Un’altra testimonianza mi arriva da Glenda, una ragazza che vive proprio a Simiatug, uno dei pochi centri urbani della zona. Qui il problema più grave è rappresentato da tutti coloro che, per un motivo o per l’altro, non hanno accesso diretto alla terra. Sono loro i più vulnerabili della comunità in questo momento. Glenda mi spiega che sono più o meno trecento le persone che si trovano in questa condizione, in maggioranza anziani che non hanno più le forze per poter svolgere i lavori nei campi. Io, dall’altra parte dello schermo, vado in ansia e le chiedo se hanno già pensato a come aiutarli. Lei, fortunatamente, mi fa capire che il virus, nonostante abbia rivoluzionato il loro modo di vivere, non ha intaccato il loro forte valore di comunità. Quello no. Quello è rimasto ben radicato e lo dimostra il fatto che in molti si stanno adoperando in grupos de ayuda (così li chiama Glenda) per donare parte del loro raccolto a queste persone attraverso veicoli autorizzati che passano casa per casa. Lo Stato non aiuta, ma non importa. C’è l’associazione locale dei piccoli produttori biologici (ENERSIM) che distribuisce i prodotti orticoli alla fetta più vulnerabile della comunità.

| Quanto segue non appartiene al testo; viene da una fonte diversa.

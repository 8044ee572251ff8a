//! Axum router configuration with middleware.
//!
//! `/` serves the UI page, `/api/v1/ask` answers questions, `/health`
//! reports liveness. Middleware: CORS, tracing.

use axum::Router;
use axum::routing::{get, post};
use tower_http::cors::{Any, CorsLayer};
use tower_http::trace::TraceLayer;

use crate::http::handlers;
use crate::state::AppState;

/// Build the complete router with all routes and middleware.
pub fn build_router(state: AppState) -> Router {
    let cors = CorsLayer::new()
        .allow_origin(Any)
        .allow_methods(Any)
        .allow_headers(Any);

    let api_routes = Router::new().route("/ask", post(handlers::ask::ask));

    Router::new()
        .route("/", get(handlers::ui::index))
        .nest("/api/v1", api_routes)
        .route("/health", get(health_check))
        .layer(cors)
        .layer(TraceLayer::new_for_http())
        .with_state(state)
}

/// GET /health - Simple health check endpoint.
async fn health_check() -> axum::Json<serde_json::Value> {
    axum::Json(serde_json::json!({
        "status": "ok",
        "version": env!("CARGO_PKG_VERSION"),
    }))
}

#[cfg(test)]
mod tests {
    use super::*;
    use axum::body::Body;
    use axum::http::{Request, StatusCode};
    use axum::response::{IntoResponse, Response};
    use http_body_util::BodyExt;
    use qabot_infra::sqlite::pool::{DatabasePool, database_url};
    use qabot_types::config::QaConfig;
    use std::sync::Arc;
    use std::sync::atomic::{AtomicUsize, Ordering};
    use tower::ServiceExt;

    const TWO_PLUS_TWO_BODY: &str =
        "{\"response\":\"4\",\"done\":false}\n{\"response\":\"\",\"done\":true}\n";

    /// Stand-in generation endpoint on an ephemeral port. Returns its
    /// `/api/generate` URL and a counter of requests received.
    async fn spawn_generator(status: StatusCode, body: &'static str) -> (String, Arc<AtomicUsize>) {
        let hits = Arc::new(AtomicUsize::new(0));
        let counter = hits.clone();
        let router = Router::new().route(
            "/api/generate",
            post(move || {
                let counter = counter.clone();
                async move {
                    counter.fetch_add(1, Ordering::SeqCst);
                    (status, body).into_response()
                }
            }),
        );

        let listener = tokio::net::TcpListener::bind("127.0.0.1:0").await.unwrap();
        let addr = listener.local_addr().unwrap();
        tokio::spawn(async move {
            axum::serve(listener, router).await.unwrap();
        });
        (format!("http://{addr}/api/generate"), hits)
    }

    async fn test_state(endpoint: String) -> (AppState, tempfile::TempDir) {
        let dir = tempfile::tempdir().unwrap();
        let config = QaConfig {
            endpoint,
            ..QaConfig::default()
        };
        let pool = DatabasePool::new(&database_url(dir.path(), "test.db"))
            .await
            .unwrap();
        (AppState::new(config, dir.path().to_path_buf(), pool), dir)
    }

    fn ask_request(body: &str) -> Request<Body> {
        Request::builder()
            .method("POST")
            .uri("/api/v1/ask")
            .header("content-type", "application/json")
            .body(Body::from(body.to_string()))
            .unwrap()
    }

    async fn body_json(resp: Response) -> serde_json::Value {
        let bytes = resp.into_body().collect().await.unwrap().to_bytes();
        serde_json::from_slice(&bytes).unwrap()
    }

    async fn stored_records(state: &AppState) -> Vec<(String, String)> {
        sqlx::query_as("SELECT question, answer FROM qa_records ORDER BY id")
            .fetch_all(&state.db_pool.writer)
            .await
            .unwrap()
    }

    #[tokio::test]
    async fn test_health() {
        let (endpoint, _) = spawn_generator(StatusCode::OK, "").await;
        let (state, _dir) = test_state(endpoint).await;

        let resp = build_router(state)
            .oneshot(Request::get("/health").body(Body::empty()).unwrap())
            .await
            .unwrap();

        assert_eq!(resp.status(), StatusCode::OK);
        assert_eq!(body_json(resp).await["status"], "ok");
    }

    #[tokio::test]
    async fn test_index_serves_ui() {
        let (endpoint, _) = spawn_generator(StatusCode::OK, "").await;
        let (state, _dir) = test_state(endpoint).await;

        let resp = build_router(state)
            .oneshot(Request::get("/").body(Body::empty()).unwrap())
            .await
            .unwrap();

        assert_eq!(resp.status(), StatusCode::OK);
        let bytes = resp.into_body().collect().await.unwrap().to_bytes();
        let html = String::from_utf8(bytes.to_vec()).unwrap();
        assert!(html.contains("Question Answer Bot"));
        assert!(html.contains("Ask me any question, and I'll get an answer for you!"));
        assert!(html.contains("What is your question"));
    }

    #[tokio::test]
    async fn test_ask_two_plus_two_end_to_end() {
        let (endpoint, hits) = spawn_generator(StatusCode::OK, TWO_PLUS_TWO_BODY).await;
        let (state, _dir) = test_state(endpoint).await;

        let resp = build_router(state.clone())
            .oneshot(ask_request(r#"{"question":"What is 2+2?"}"#))
            .await
            .unwrap();

        assert_eq!(resp.status(), StatusCode::OK);
        let json = body_json(resp).await;
        assert_eq!(json["data"]["question"], "What is 2+2?");
        assert_eq!(json["data"]["answer"], "4");
        assert_eq!(json["data"]["outcome"]["status"], "generated");
        assert_eq!(json["data"]["persisted"], true);

        assert_eq!(hits.load(Ordering::SeqCst), 1);
        assert_eq!(
            stored_records(&state).await,
            vec![("What is 2+2?".to_string(), "4".to_string())]
        );
    }

    #[tokio::test]
    async fn test_ask_upstream_500_stores_error_text() {
        let (endpoint, hits) =
            spawn_generator(StatusCode::INTERNAL_SERVER_ERROR, "upstream failure").await;
        let (state, _dir) = test_state(endpoint).await;

        let resp = build_router(state.clone())
            .oneshot(ask_request(r#"{"question":"What is 2+2?"}"#))
            .await
            .unwrap();

        assert_eq!(resp.status(), StatusCode::OK);
        let json = body_json(resp).await;
        let answer = json["data"]["answer"].as_str().unwrap().to_string();
        assert!(answer.starts_with("Error:"), "{answer}");
        assert_eq!(json["data"]["outcome"]["status"], "generation_failed");
        assert_eq!(json["data"]["outcome"]["kind"], "status");

        assert_eq!(hits.load(Ordering::SeqCst), 1);
        let records = stored_records(&state).await;
        assert_eq!(records.len(), 1);
        assert_eq!(records[0].0, "What is 2+2?");
        assert_eq!(records[0].1, answer);
    }

    #[tokio::test]
    async fn test_ask_missing_question_is_validation_error() {
        let (endpoint, hits) = spawn_generator(StatusCode::OK, TWO_PLUS_TWO_BODY).await;
        let (state, _dir) = test_state(endpoint).await;

        let resp = build_router(state.clone())
            .oneshot(ask_request("{}"))
            .await
            .unwrap();

        assert_eq!(resp.status(), StatusCode::BAD_REQUEST);
        let json = body_json(resp).await;
        assert!(json["data"].is_null());
        assert_eq!(json["errors"][0]["code"], "VALIDATION_ERROR");
        assert_eq!(hits.load(Ordering::SeqCst), 0);
        assert!(stored_records(&state).await.is_empty());
    }

    #[tokio::test]
    async fn test_ask_store_failure_is_500() {
        let (endpoint, hits) = spawn_generator(StatusCode::OK, TWO_PLUS_TWO_BODY).await;
        let (state, _dir) = test_state(endpoint).await;
        state.shutdown().await;

        let resp = build_router(state)
            .oneshot(ask_request(r#"{"question":"What is 2+2?"}"#))
            .await
            .unwrap();

        assert_eq!(resp.status(), StatusCode::INTERNAL_SERVER_ERROR);
        let json = body_json(resp).await;
        assert_eq!(json["errors"][0]["code"], "STORE_ERROR");
        assert_eq!(hits.load(Ordering::SeqCst), 1);
    }
}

Questa notizia mi riempie di gioia.
Penso. Rifletto.
Sono molto fiero di loro. Penso che dove non arriva lo Stato, dove non arriva la grande distribuzione, arriva la solidarietà, la comunità. Faccio un sospiro di sollievo e riacquisisco fiducia nel genere umano.
Ripenso. Rifletto di nuovo.
Penso di essere fortunato, molto fortunato. Penso che ognuno di noi nel suo piccolo possa in qualche modo contribuire alla causa. Penso che sia arrivato il momento di avere fiducia, armarsi di pazienza, rimparare ad ascoltare ed essere solidali.
Rifletto. Riflettiamo. Abbiamo tutti molto tempo per farlo.